**INFORMATION:**

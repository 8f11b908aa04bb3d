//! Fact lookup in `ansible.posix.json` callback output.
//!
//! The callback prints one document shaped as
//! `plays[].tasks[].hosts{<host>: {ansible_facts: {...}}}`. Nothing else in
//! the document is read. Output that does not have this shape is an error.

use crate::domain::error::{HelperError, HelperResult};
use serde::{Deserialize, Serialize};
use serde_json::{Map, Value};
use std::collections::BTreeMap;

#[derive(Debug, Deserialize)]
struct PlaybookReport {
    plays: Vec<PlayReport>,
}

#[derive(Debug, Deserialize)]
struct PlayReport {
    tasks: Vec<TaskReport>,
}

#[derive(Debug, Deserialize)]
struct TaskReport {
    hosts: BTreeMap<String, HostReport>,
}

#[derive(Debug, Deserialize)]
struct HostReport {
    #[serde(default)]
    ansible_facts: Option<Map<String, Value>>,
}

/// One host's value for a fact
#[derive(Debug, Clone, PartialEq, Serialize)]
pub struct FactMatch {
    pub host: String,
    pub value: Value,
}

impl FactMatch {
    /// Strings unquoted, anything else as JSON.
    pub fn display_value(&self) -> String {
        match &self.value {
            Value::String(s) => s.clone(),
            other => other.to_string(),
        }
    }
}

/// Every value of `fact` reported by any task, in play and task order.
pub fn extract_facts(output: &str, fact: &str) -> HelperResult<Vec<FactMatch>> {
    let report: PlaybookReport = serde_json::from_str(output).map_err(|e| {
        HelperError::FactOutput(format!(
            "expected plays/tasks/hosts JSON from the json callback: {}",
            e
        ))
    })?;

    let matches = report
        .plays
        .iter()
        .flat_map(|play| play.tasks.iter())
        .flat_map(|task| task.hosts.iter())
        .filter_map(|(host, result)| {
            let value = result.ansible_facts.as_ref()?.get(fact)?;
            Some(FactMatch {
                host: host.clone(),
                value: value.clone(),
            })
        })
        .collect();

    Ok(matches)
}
* * *
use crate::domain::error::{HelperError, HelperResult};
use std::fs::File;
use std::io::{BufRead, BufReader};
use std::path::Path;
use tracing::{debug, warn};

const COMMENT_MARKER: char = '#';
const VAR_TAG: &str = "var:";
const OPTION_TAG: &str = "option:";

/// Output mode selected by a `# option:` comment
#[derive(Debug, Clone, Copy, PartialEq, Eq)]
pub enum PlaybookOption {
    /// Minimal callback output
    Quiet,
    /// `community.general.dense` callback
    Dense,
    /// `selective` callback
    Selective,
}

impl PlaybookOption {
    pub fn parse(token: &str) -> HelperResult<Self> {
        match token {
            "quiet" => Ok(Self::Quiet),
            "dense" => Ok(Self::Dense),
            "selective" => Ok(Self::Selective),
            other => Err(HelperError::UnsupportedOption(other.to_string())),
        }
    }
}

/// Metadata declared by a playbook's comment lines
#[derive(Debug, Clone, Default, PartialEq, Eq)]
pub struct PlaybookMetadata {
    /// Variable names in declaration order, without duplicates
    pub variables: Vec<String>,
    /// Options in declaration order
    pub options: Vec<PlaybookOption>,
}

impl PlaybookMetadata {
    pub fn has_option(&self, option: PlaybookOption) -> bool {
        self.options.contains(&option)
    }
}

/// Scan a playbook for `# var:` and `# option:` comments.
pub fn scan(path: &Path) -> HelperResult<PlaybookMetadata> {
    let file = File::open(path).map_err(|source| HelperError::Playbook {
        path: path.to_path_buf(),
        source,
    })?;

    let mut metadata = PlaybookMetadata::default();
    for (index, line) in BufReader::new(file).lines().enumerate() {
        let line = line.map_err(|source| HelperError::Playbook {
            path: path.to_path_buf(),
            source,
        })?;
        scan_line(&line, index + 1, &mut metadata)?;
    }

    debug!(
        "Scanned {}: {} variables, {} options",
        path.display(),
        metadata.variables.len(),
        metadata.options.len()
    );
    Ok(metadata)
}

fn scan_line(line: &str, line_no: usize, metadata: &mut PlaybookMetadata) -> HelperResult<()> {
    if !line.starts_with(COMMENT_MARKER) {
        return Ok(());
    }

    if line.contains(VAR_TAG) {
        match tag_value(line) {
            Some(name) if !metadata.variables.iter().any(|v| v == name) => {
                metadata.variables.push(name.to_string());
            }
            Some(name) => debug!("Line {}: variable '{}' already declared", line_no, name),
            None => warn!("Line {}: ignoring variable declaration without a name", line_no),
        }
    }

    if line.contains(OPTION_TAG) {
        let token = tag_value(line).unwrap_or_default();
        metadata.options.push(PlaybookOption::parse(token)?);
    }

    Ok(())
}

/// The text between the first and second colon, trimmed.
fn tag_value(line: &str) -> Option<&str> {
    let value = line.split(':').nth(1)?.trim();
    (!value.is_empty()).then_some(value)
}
---
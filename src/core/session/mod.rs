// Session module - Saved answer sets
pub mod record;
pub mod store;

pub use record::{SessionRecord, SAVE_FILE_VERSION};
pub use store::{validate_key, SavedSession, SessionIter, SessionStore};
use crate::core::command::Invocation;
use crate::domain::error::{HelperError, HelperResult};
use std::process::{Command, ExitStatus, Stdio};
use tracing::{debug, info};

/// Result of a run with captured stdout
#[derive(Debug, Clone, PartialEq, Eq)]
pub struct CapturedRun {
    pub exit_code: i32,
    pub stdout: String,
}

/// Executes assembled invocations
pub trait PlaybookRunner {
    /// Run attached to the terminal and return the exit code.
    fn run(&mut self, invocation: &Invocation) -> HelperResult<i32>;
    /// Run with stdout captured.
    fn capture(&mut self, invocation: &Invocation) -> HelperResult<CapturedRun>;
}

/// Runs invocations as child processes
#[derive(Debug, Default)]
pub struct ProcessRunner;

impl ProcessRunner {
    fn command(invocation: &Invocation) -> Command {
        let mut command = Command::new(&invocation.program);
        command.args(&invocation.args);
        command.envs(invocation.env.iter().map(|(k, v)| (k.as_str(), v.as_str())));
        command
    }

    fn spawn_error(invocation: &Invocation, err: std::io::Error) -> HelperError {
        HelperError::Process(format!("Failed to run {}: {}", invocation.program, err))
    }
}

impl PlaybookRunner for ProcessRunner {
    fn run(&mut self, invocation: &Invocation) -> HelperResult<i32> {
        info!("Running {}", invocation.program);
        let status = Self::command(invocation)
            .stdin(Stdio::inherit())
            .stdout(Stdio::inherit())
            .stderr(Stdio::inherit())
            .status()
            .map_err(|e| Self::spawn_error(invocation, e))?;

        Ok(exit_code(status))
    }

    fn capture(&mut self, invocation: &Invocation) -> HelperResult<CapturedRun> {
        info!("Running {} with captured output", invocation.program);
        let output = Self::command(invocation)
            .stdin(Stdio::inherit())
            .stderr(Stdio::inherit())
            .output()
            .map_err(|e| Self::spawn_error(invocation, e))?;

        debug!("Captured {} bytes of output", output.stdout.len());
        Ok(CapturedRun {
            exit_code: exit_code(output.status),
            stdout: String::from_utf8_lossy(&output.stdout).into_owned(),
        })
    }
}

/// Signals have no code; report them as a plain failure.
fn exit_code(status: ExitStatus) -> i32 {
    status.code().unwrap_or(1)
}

**WHAT TO DO:**
Whenever a line in the preceding entries includes the word "program", count it, and state the total alone.

**SOLVED EXERCISE:**
4